• [INSTRUCTIONS FOR THE TASK] Your job is to copy all the entries precisely as they stand.
** EXTRACTED DATA follows **
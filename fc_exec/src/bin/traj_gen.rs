//! # Trajectory generator
//!
//! Runs the trajectory sequence on its own, at the real rate of each mode, and saves every
//! target it produced into the session. Leader modes have no measured position here, so they
//! follow their own integrated position.
//!
//! Usage: `traj_gen [PARAM_FILE]`, where the parameter file is relative to the `params`
//! directory and defaults to `traj_gen.toml`.

// ------------------------------------------------------------------------------------------------
// IMPORTS
// ------------------------------------------------------------------------------------------------

use color_eyre::{
    eyre::{eyre, WrapErr},
    Result,
};
use comms_if::{
    bus::Recorder,
    eqpt::{guard::Permission, mocap::QuadSampleExt},
};
use log::info;
use std::env;

use fc_lib::{
    sample::SampleCell,
    traj_gen::{self, RunExit, TrajGenParams},
};
use util::{
    logger::{logger_init, LevelFilter},
    session::Session,
    shutdown::Shutdown,
    time::FixedRate,
};

// ------------------------------------------------------------------------------------------------
// MAIN
// ------------------------------------------------------------------------------------------------

fn main() -> Result<()> {
    color_eyre::install()?;

    let session = Session::new("traj_gen", "sessions").wrap_err("Failed to create the session")?;
    logger_init(LevelFilter::Info, &session).wrap_err("Failed to initialise logging")?;

    let args: Vec<String> = env::args().collect();
    let param_file = match args.len() {
        1 => "traj_gen.toml",
        2 => &args[1],
        n => return Err(eyre!("Expected at most one argument, found {}", n - 1)),
    };

    let params: TrajGenParams = util::params::load_or_default(param_file);
    info!(
        "Loaded {} trajectories from \"{}\"",
        params.trajectories.len(),
        param_file
    );

    let targets = Recorder::<QuadSampleExt>::new();
    let handoffs = Recorder::<Permission>::new();

    let exit = traj_gen::run_sequence(
        &params.trajectories,
        &SampleCell::new(),
        FixedRate::new,
        &Shutdown::new(),
        &mut targets.clone(),
        &mut handoffs.clone(),
    )
    .wrap_err("Trajectory generation failed")?;

    if exit == RunExit::Completed {
        info!("Generated {} targets", targets.len());
    }

    session.save("traj_gen/targets.json", targets.msgs());
    session.save("traj_gen/handoff.json", handoffs.msgs());
    session.exit();

    Ok(())
}
//! # Flight Controller Commands
//!
//! RC override frames sent to the flight controller interface.

// ------------------------------------------------------------------------------------------------
// IMPORTS
// ------------------------------------------------------------------------------------------------

use serde::{Deserialize, Serialize};

// ------------------------------------------------------------------------------------------------
// CONSTANTS
// ------------------------------------------------------------------------------------------------

/// Number of channels in an RC override frame.
pub const NUM_RC_CHANNELS: usize = 8;

/// Index of the roll channel.
pub const CH_ROLL: usize = 0;

/// Index of the pitch channel.
pub const CH_PITCH: usize = 1;

/// Index of the throttle channel.
pub const CH_THROTTLE: usize = 2;

/// Index of the yaw rate channel.
pub const CH_YAW_RATE: usize = 3;

/// Index of the auxiliary channel (channel 6 of the transmitter).
pub const CH_AUX: usize = 5;

// ------------------------------------------------------------------------------------------------
// STRUCTS
// ------------------------------------------------------------------------------------------------

/// An RC override frame.
///
/// Each channel is a pulse width in microseconds. A value of zero releases the channel back to
/// the transmitter.
#[derive(Serialize, Deserialize, Debug, Clone, Copy, PartialEq, Eq, Default)]
pub struct RcOverride {
    pub channels: [u16; NUM_RC_CHANNELS],
}

// ------------------------------------------------------------------------------------------------
// IMPLS
// ------------------------------------------------------------------------------------------------

impl RcOverride {
    pub fn roll(&self) -> u16 {
        self.channels[CH_ROLL]
    }

    pub fn pitch(&self) -> u16 {
        self.channels[CH_PITCH]
    }

    pub fn throttle(&self) -> u16 {
        self.channels[CH_THROTTLE]
    }

    pub fn yaw_rate(&self) -> u16 {
        self.channels[CH_YAW_RATE]
    }

    pub fn aux(&self) -> u16 {
        self.channels[CH_AUX]
    }
}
** End of EXTRACTED DATA **
• [ANSWER BOX]
filename fc_exec/src/bin/traj_gen.rs
//! # Trajectory generator
//!
//! Runs the trajectory sequence on its own, at the real rate of each mode, and saves every
//! target it produced into the session. Leader modes have no measured position here, so they
//! follow their own integrated position.
//!
//! Usage: `traj_gen [PARAM_FILE]`, where the parameter file is relative to the `params`
//! directory and defaults to `traj_gen.toml`.

// ------------------------------------------------------------------------------------------------
// IMPORTS
// ------------------------------------------------------------------------------------------------

use color_eyre::{
    eyre::{eyre, WrapErr},
    Result,
};
use comms_if::{
    bus::Recorder,
    eqpt::{guard::Permission, mocap::QuadSampleExt},
};
use log::info;
use std::env;

use fc_lib::{
    sample::SampleCell,
    traj_gen::{self, RunExit, TrajGenParams},
};
use util::{
    logger::{logger_init, LevelFilter},
    session::Session,
    shutdown::Shutdown,
    time::FixedRate,
};

// ------------------------------------------------------------------------------------------------
// MAIN
// ------------------------------------------------------------------------------------------------

fn main() -> Result<()> {
    color_eyre::install()?;

    let session = Session::new("traj_gen", "sessions").wrap_err("Failed to create the session")?;
    logger_init(LevelFilter::Info, &session).wrap_err("Failed to initialise logging")?;

    let args: Vec<String> = env::args().collect();
    let param_file = match args.len() {
        1 => "traj_gen.toml",
        2 => &args[1],
        n => return Err(eyre!("Expected at most one argument, found {}", n - 1)),
    };

    let params: TrajGenParams = util::params::load_or_default(param_file);
    info!(
        "Loaded {} trajectories from \"{}\"",
        params.trajectories.len(),
        param_file
    );

    let targets = Recorder::<QuadSampleExt>::new();
    let handoffs = Recorder::<Permission>::new();

    let exit = traj_gen::run_sequence(
        &params.trajectories,
        &SampleCell::new(),
        FixedRate::new,
        &Shutdown::new(),
        &mut targets.clone(),
        &mut handoffs.clone(),
    )
    .wrap_err("Trajectory generation failed")?;

    if exit == RunExit::Completed {
        info!("Generated {} targets", targets.len());
    }

    session.save("traj_gen/targets.json", targets.msgs());
    session.save("traj_gen/handoff.json", handoffs.msgs());
    session.exit();

    Ok(())
}
//! # Flight Controller Commands
//!
//! RC override frames sent to the flight controller interface.

// ------------------------------------------------------------------------------------------------
// IMPORTS
// ------------------------------------------------------------------------------------------------

use serde::{Deserialize, Serialize};

// ------------------------------------------------------------------------------------------------
// CONSTANTS
// ------------------------------------------------------------------------------------------------

/// Number of channels in an RC override frame.
pub const NUM_RC_CHANNELS: usize = 8;

/// Index of the roll channel.
pub const CH_ROLL: usize = 0;

/// Index of the pitch channel.
pub const CH_PITCH: usize = 1;

/// Index of the throttle channel.
pub const CH_THROTTLE: usize = 2;

/// Index of the yaw rate channel.
pub const CH_YAW_RATE: usize = 3;

/// Index of the auxiliary channel (channel 6 of the transmitter).
pub const CH_AUX: usize = 5;

// ------------------------------------------------------------------------------------------------
// STRUCTS
// ------------------------------------------------------------------------------------------------

/// An RC override frame.
///
/// Each channel is a pulse width in microseconds. A value of zero releases the channel back to
/// the transmitter.
#[derive(Serialize, Deserialize, Debug, Clone, Copy, PartialEq, Eq, Default)]
pub struct RcOverride {
    pub channels: [u16; NUM_RC_CHANNELS],
}

// ------------------------------------------------------------------------------------------------
// IMPLS
// ------------------------------------------------------------------------------------------------

impl RcOverride {
    pub fn roll(&self) -> u16 {
        self.channels[CH_ROLL]
    }

    pub fn pitch(&self) -> u16 {
        self.channels[CH_PITCH]
    }

    pub fn throttle(&self) -> u16 {
        self.channels[CH_THROTTLE]
    }

    pub fn yaw_rate(&self) -> u16 {
        self.channels[CH_YAW_RATE]
    }

    pub fn aux(&self) -> u16 {
        self.channels[CH_AUX]
    }
}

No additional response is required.